Led by Sheila Kelly of the Good Doctor, new dancers curious about healing through practice will try out the intricate art of pole dancing to address issues such as body acceptance, sexual abuse, and other trauma. “I want you to think of the pole as the framework for your body,” Kelly tells her students in today’s trailer as she guides them through the pole dancing experience.
All the women who come to Kelly’s studio have their own reasons for turning to pole dancing to process their emotions. For some, this is due to recent downsides, such as the 50 year old widow featured in today’s trailer. For other people, it’s better to connect with your body. “As I commenced, I almost expected to realize more seductive,” clarifies one dancer.
As some women walk into the studio to learn new skills, today’s footage reveals pole dancing is about more than just physical flexibility and strength – it can offer emotional transformation. “Emotions will come, fear will come,” Kelly told the dancers. You have to fight.
In an interview with People, Ohayon stated that he wanted to “celebrate women” with his new film, which explores the dancer’s journey through a “victim to winner” dance.

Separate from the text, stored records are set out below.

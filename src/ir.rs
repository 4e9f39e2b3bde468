//! Intermediate representation (spec.md §3): the target-language-shaped
//! tree that the Schema/Operation Translators build and the Renderer
//! turns into Swift source text.
//!
//! The IR deliberately stays close to Swift's own declaration grammar
//! (struct/enum/typealias/protocol/extension/function/variable) rather
//! than being a generic AST — the Renderer's job stays a thin
//! pretty-printer instead of a second code generator.

use crate::document::TypeUsage;

/// Doc-comment lines, rendered as `/// line` above a declaration.
#[derive(Debug, Clone, Default, PartialEq, Eq)]
pub struct DocComment {
    pub lines: Vec<String>,
}

impl DocComment {
    pub fn is_empty(&self) -> bool {
        self.lines.is_empty()
    }

    pub fn from_text(text: &str) -> Self {
        Self {
            lines: text.lines().map(str::to_string).collect(),
        }
    }
}

/// Access level, rendered as a leading keyword (`public `, `internal `
/// (omitted), `private `, `fileprivate `).
#[derive(Debug, Clone, Copy, PartialEq, Eq, Default)]
pub enum Access {
    Public,
    /// Swift's `package` access level (visible within the same package,
    /// not just the same module) — spec.md §6's `access` config includes
    /// it alongside `public`/`internal`/`fileprivate`/`private`.
    Package,
    #[default]
    Internal,
    Private,
    FilePrivate,
}

impl Access {
    pub fn keyword(self) -> &'static str {
        match self {
            Self::Public => "public ",
            Self::Package => "package ",
            Self::Internal => "",
            Self::Private => "private ",
            Self::FilePrivate => "fileprivate ",
        }
    }
}

/// Any top-level or nested declaration, with its doc comment and
/// deprecation flag carried alongside the kind-specific payload
/// (spec.md §3 "Commentable, Deprecable wrappers").
#[derive(Debug, Clone)]
pub struct Declaration {
    pub doc: DocComment,
    pub deprecated: bool,
    pub kind: DeclarationKind,
}

impl Declaration {
    pub fn new(kind: DeclarationKind) -> Self {
        Self {
            doc: DocComment::default(),
            deprecated: false,
            kind,
        }
    }

    #[must_use]
    pub fn with_doc(mut self, doc: DocComment) -> Self {
        self.doc = doc;
        self
    }

    #[must_use]
    pub fn deprecated(mut self) -> Self {
        self.deprecated = true;
        self
    }
}

#[derive(Debug, Clone)]
pub enum DeclarationKind {
    Struct(StructDecl),
    Enum(EnumDecl),
    TypeAlias(TypeAliasDecl),
    Protocol(ProtocolDecl),
    Extension(ExtensionDecl),
    Function(FunctionDecl),
    Variable(VariableDecl),
}

/// `struct Name: Conformance, ... { members }`.
#[derive(Debug, Clone)]
pub struct StructDecl {
    pub access: Access,
    pub name: String,
    pub conformances: Vec<String>,
    pub members: Vec<Declaration>,
}

/// `enum Name: Conformance, ... { cases + members }`.
///
/// `indirect` marks a recursive enum whose cases need boxing-by-language
/// feature rather than an explicit `Boxed<T>` wrapper type — the Schema
/// Translator picks one or the other per the Reference/Cycle Analyzer's
/// decision (spec.md §4.7), never both.
#[derive(Debug, Clone)]
pub struct EnumDecl {
    pub access: Access,
    pub name: String,
    pub indirect: bool,
    pub conformances: Vec<String>,
    pub cases: Vec<EnumCase>,
    pub members: Vec<Declaration>,
}

#[derive(Debug, Clone)]
pub struct EnumCase {
    pub name: String,
    pub kind: EnumCaseKind,
}

#[derive(Debug, Clone)]
pub enum EnumCaseKind {
    /// A plain case with no payload: `case foo`.
    Empty,
    /// A `String`/`Int`-backed raw value: `case foo = "bar"`.
    RawValue(String),
    /// One or more associated values: `case foo(Components.Schemas.Bar)`.
    AssociatedValue(Vec<AssociatedValue>),
}

#[derive(Debug, Clone)]
pub struct AssociatedValue {
    pub label: Option<String>,
    pub usage: TypeUsage,
}

/// `typealias Name = Target`.
#[derive(Debug, Clone)]
pub struct TypeAliasDecl {
    pub access: Access,
    pub name: String,
    pub target: TypeUsage,
}

/// `protocol Name { requirements }`.
#[derive(Debug, Clone)]
pub struct ProtocolDecl {
    pub access: Access,
    pub name: String,
    pub inherits: Vec<String>,
    pub requirements: Vec<Declaration>,
}

/// `extension ExtendedType: Conformance, ... { members }`.
#[derive(Debug, Clone)]
pub struct ExtensionDecl {
    pub extended_type: String,
    pub conformances: Vec<String>,
    pub members: Vec<Declaration>,
}

#[derive(Debug, Clone)]
pub struct FunctionParameter {
    pub label: Option<String>,
    pub name: String,
    pub usage: TypeUsage,
    pub default: Option<Expression>,
}

/// `func name(params) -> ReturnType { body }`.
#[derive(Debug, Clone)]
pub struct FunctionDecl {
    pub access: Access,
    pub name: String,
    pub is_static: bool,
    /// `async` — operation protocol requirements and their client/server
    /// implementations are asynchronous (spec.md §9 "the generated code
    /// may exercise suspension"); `Codable` init/encode methods never are.
    pub is_async: bool,
    pub is_throwing: bool,
    pub parameters: Vec<FunctionParameter>,
    pub return_type: Option<TypeUsage>,
    pub body: Vec<Expression>,
}

#[derive(Debug, Clone, Copy, PartialEq, Eq)]
pub enum VariableKind {
    Let,
    Var,
}

/// `let`/`var name: Type = initializer`.
#[derive(Debug, Clone)]
pub struct VariableDecl {
    pub access: Access,
    pub kind: VariableKind,
    pub is_static: bool,
    pub name: String,
    pub usage: Option<TypeUsage>,
    pub initializer: Option<Expression>,
}

/// A minimal expression tree — only as much structure as the translators
/// need to build `Codable` bodies, rendered by `render::swift` into
/// actual Swift text. Anything the translators don't need structure for
/// goes through [`Expression::Raw`].
#[derive(Debug, Clone)]
pub enum Expression {
    Identifier(String),
    StringLiteral(String),
    MemberAccess {
        base: Box<Expression>,
        member: String,
    },
    FunctionCall {
        callee: Box<Expression>,
        arguments: Vec<CallArgument>,
    },
    /// A pre-rendered snippet of Swift, emitted verbatim. Used for
    /// constructs (e.g. `try container.decode(...)`) the IR doesn't
    /// bother modeling structurally.
    Raw(String),
}

#[derive(Debug, Clone)]
pub struct CallArgument {
    pub label: Option<String>,
    pub value: Expression,
}

impl Expression {
    pub fn member(base: Expression, member: impl Into<String>) -> Self {
        Self::MemberAccess {
            base: Box::new(base),
            member: member.into(),
        }
    }

    pub fn call(callee: Expression, arguments: Vec<CallArgument>) -> Self {
        Self::FunctionCall {
            callee: Box::new(callee),
            arguments,
        }
    }
}

#[cfg(test)]
mod tests {
    use super::*;
    use crate::document::TypeName;

    #[test]
    fn doc_comment_splits_on_lines() {
        let doc = DocComment::from_text("first\nsecond");
        assert_eq!(doc.lines, vec!["first", "second"]);
    }

    #[test]
    fn declaration_builder_sets_doc_and_deprecated() {
        let decl = Declaration::new(DeclarationKind::TypeAlias(TypeAliasDecl {
            access: Access::Public,
            name: "ID".to_string(),
            target: TypeUsage::required(TypeName::new("#/x", vec!["String".into()])),
        }))
        .with_doc(DocComment::from_text("An opaque identifier."))
        .deprecated();

        assert!(decl.deprecated);
        assert_eq!(decl.doc.lines, vec!["An opaque identifier."]);
    }

    #[test]
    fn access_keyword_omits_internal() {
        assert_eq!(Access::Internal.keyword(), "");
        assert_eq!(Access::Public.keyword(), "public ");
    }

    #[test]
    fn expression_call_builds_nested_tree() {
        let expr = Expression::call(
            Expression::member(Expression::Identifier("container".to_string()), "decode"),
            vec![CallArgument {
                label: Some("forKey".to_string()),
                value: Expression::Raw(".name".to_string()),
            }],
        );
        match expr {
            Expression::FunctionCall { callee, arguments } => {
                assert!(matches!(*callee, Expression::MemberAccess { member, .. } if member == "decode"));
                assert_eq!(arguments.len(), 1);
            }
            _ => panic!("expected call"),
        }
    }
}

Strip Down, Rise Up premieres on Netflix on Friday, February 5.
About the trailer:
It’s not about feeling beautiful. It’s about feeling powerful. I want some, “explained one character. Another woman was initially attracted to pole dancing because she “wanted to be more sensual” but “a deeper journey” was waiting for her.
Women describe a feeling that they can “rule the world” after being physically and emotionally challenged. Many of them are recovering from trauma and struggling with self-acceptance. What if we’re not ashamed of our bodies?
Ohio received an Academy Award nomination in 1997 for Colors Straight Up, a nonprofit drama spectacle teaching teenagers. “Power” and “Cowboy del Amor” are among his other documents.